[Saved data entries]
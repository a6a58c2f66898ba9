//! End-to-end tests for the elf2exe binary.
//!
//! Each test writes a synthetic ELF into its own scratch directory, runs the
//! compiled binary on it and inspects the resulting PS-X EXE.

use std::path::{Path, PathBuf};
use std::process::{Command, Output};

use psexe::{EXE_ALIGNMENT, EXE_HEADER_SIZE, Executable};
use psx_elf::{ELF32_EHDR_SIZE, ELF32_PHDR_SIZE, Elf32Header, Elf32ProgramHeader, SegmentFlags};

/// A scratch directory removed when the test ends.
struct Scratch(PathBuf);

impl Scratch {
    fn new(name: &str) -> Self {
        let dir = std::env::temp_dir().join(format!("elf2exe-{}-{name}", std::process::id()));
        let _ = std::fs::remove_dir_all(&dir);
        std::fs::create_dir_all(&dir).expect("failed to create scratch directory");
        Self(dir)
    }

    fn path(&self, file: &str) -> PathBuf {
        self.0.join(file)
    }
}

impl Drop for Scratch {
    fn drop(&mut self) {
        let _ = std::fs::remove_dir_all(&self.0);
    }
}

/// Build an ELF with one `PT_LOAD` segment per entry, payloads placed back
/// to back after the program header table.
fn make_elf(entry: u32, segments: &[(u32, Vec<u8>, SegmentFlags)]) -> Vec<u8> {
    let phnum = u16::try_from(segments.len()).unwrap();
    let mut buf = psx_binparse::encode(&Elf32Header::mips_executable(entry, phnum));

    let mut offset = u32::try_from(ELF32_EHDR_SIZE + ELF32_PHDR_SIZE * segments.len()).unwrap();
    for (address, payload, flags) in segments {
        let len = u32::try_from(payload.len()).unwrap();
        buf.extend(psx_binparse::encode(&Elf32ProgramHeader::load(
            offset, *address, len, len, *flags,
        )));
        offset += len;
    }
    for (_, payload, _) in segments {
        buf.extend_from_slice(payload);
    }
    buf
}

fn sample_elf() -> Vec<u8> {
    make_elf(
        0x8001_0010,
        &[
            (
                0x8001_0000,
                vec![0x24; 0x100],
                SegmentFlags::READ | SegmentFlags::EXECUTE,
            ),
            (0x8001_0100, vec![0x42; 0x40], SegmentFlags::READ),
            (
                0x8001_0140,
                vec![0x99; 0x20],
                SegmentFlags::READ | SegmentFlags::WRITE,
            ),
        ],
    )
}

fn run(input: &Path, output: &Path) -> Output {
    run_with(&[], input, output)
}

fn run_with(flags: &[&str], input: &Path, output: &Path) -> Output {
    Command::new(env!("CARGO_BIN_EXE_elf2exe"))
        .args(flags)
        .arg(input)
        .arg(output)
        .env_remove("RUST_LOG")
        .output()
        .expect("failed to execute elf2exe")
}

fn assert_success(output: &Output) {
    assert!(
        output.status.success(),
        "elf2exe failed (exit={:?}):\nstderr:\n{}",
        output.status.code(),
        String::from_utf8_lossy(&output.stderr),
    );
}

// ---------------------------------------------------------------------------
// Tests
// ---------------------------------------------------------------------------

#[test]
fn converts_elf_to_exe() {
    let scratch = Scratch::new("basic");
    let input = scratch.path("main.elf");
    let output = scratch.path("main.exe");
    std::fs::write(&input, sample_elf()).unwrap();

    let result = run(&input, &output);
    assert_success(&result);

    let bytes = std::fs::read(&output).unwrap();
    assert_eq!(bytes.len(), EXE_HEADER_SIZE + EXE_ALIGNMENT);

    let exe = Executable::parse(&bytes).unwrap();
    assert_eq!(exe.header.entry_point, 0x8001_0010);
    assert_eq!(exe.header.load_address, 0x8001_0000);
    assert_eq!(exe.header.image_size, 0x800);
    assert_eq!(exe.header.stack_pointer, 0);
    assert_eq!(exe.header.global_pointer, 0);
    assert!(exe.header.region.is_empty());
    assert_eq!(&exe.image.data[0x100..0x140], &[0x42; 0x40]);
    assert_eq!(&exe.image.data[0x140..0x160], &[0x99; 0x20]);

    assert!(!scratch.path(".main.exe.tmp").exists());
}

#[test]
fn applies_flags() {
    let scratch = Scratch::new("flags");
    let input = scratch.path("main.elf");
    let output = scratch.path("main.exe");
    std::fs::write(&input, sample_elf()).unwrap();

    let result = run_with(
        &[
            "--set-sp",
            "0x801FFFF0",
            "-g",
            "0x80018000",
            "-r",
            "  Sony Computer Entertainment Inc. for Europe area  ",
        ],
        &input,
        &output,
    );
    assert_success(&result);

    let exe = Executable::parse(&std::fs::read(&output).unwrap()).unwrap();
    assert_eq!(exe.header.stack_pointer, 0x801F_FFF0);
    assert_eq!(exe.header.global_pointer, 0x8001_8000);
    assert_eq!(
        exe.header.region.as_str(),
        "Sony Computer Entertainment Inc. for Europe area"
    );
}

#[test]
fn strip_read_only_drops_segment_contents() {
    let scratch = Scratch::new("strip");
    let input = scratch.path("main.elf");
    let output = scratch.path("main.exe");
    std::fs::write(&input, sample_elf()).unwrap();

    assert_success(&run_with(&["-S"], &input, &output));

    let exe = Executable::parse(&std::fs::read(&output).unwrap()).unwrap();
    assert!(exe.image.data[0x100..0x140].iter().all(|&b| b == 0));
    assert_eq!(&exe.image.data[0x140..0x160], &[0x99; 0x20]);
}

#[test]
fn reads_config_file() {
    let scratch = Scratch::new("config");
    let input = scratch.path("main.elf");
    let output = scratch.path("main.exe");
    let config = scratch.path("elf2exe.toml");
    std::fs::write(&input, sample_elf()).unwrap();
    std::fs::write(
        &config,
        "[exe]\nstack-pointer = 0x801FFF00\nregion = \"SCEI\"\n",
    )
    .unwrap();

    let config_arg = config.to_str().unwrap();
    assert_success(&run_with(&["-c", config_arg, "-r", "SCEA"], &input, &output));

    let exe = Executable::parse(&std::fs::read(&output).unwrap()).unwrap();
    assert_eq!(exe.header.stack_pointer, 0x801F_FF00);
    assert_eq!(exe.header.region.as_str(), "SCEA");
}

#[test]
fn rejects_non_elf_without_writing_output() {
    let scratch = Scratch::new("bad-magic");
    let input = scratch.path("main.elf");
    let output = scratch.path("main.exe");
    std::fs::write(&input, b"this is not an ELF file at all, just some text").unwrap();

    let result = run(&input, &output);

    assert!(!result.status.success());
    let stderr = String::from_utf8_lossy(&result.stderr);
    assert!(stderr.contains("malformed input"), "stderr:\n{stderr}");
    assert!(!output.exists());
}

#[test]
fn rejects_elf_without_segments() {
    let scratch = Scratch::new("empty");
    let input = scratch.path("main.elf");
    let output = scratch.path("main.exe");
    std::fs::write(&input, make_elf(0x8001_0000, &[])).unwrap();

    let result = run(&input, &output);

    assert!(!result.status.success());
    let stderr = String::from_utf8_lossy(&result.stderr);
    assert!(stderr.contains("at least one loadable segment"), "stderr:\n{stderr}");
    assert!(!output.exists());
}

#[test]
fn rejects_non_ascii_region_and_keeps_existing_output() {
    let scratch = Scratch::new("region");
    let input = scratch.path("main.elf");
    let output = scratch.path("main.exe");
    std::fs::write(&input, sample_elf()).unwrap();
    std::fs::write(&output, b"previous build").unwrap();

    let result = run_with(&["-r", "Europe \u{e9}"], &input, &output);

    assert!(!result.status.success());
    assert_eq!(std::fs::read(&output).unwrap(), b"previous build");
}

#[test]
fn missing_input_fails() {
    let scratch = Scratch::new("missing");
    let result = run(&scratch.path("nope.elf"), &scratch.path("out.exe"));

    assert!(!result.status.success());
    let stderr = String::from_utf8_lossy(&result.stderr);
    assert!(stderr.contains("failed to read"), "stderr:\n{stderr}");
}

YOUR ASSIGNMENT
Each line carrying the string "phnum" should be copied out from the entries.

TASK RESPONSE
    let phnum = u16::try_from(segments.len()).unwrap();
    let mut buf = psx_binparse::encode(&Elf32Header::mips_executable(entry, phnum));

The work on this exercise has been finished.